Requirement –
When the line containing "composition kind and" appears in the data below, begin copying there and stop only after the line containing "pub use rect::IntRect;".

(Stored data entries)
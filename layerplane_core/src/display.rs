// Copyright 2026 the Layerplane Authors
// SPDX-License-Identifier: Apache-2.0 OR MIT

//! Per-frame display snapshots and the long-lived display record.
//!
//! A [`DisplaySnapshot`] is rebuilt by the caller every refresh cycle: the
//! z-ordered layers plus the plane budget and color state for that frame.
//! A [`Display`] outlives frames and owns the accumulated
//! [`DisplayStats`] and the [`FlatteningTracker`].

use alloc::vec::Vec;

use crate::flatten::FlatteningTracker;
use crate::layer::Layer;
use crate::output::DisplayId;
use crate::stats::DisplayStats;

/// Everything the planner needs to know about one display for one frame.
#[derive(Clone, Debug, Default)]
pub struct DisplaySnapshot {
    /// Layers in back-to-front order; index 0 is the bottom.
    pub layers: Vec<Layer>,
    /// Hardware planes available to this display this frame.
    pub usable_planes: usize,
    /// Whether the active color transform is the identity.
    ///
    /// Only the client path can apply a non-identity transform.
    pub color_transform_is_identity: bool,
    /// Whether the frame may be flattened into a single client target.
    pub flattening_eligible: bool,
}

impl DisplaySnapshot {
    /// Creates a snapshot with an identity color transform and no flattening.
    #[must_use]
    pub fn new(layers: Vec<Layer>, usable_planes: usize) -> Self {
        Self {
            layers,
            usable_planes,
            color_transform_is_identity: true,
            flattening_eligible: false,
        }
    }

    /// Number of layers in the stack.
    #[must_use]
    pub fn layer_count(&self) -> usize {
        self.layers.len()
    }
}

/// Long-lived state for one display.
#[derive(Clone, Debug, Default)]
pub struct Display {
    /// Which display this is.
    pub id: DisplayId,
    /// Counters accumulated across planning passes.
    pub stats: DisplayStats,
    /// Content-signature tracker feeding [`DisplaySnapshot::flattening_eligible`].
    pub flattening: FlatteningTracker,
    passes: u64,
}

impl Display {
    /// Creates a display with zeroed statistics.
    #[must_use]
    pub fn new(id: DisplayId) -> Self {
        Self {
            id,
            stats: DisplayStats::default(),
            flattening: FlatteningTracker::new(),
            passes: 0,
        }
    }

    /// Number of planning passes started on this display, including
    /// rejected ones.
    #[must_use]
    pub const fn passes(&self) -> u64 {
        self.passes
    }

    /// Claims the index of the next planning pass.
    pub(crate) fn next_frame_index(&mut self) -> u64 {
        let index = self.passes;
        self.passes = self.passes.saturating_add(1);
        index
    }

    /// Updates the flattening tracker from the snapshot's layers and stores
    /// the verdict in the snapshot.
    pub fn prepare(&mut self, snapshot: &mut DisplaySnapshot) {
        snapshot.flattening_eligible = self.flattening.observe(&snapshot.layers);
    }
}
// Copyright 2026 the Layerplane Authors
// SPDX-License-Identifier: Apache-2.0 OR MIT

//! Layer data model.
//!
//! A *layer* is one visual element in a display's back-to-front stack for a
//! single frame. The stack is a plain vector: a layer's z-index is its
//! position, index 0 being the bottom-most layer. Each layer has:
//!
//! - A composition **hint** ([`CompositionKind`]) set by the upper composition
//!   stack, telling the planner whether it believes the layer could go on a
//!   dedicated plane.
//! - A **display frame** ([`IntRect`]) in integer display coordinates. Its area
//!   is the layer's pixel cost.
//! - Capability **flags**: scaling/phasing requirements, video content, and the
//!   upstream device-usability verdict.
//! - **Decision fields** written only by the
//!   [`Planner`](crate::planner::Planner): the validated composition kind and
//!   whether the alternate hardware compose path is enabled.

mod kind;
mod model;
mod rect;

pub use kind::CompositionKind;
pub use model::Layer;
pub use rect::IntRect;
* * *
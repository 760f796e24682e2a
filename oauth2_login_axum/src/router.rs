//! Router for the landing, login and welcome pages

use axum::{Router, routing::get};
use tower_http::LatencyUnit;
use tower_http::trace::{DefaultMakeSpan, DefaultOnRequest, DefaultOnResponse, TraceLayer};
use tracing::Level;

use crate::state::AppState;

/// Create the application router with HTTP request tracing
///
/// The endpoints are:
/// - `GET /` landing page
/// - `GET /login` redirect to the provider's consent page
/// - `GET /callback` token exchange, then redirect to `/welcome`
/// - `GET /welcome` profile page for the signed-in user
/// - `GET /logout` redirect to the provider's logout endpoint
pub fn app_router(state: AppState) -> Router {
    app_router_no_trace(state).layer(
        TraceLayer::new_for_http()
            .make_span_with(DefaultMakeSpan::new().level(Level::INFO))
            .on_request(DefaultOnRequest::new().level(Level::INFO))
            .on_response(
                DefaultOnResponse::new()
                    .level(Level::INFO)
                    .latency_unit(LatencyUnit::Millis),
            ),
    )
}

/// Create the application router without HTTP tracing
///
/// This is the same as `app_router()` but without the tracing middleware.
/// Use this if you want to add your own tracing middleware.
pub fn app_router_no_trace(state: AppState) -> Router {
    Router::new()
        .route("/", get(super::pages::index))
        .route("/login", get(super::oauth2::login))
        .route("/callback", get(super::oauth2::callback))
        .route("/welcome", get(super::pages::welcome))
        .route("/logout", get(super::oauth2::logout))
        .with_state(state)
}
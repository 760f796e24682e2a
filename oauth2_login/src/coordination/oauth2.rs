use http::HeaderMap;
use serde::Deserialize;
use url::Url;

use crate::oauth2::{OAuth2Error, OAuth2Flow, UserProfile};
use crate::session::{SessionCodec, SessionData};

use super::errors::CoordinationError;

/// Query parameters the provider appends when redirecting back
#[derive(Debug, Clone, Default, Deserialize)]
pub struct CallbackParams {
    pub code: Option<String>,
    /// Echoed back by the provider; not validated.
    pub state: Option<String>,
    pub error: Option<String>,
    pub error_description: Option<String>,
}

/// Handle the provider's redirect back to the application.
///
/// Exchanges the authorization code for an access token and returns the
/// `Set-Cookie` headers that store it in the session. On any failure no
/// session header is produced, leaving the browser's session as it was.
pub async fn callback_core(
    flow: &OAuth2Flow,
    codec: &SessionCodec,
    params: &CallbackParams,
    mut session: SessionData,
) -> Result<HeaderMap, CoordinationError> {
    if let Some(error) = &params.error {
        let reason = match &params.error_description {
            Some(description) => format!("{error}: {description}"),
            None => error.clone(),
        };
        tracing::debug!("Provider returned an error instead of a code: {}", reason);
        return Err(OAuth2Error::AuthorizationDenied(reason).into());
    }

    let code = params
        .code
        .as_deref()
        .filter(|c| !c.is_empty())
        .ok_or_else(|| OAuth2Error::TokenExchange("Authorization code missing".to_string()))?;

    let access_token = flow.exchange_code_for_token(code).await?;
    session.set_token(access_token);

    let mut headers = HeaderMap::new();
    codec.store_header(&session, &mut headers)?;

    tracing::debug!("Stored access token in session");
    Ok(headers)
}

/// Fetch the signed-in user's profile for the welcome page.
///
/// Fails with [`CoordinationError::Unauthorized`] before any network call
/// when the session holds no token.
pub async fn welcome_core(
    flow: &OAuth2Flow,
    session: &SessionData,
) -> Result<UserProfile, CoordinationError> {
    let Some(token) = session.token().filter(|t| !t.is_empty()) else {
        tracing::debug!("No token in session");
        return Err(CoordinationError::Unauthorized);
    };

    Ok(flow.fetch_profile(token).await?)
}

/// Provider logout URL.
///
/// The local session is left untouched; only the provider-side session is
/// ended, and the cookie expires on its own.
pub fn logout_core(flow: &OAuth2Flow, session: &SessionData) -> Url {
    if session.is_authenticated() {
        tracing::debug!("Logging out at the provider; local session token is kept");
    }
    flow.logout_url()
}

Written reply –
//!   [`Planner`](crate::planner::Planner): the validated composition kind and
//!   whether the alternate hardware compose path is enabled.

mod kind;
mod model;
mod rect;

pub use kind::CompositionKind;
pub use model::Layer;
pub use rect::IntRect;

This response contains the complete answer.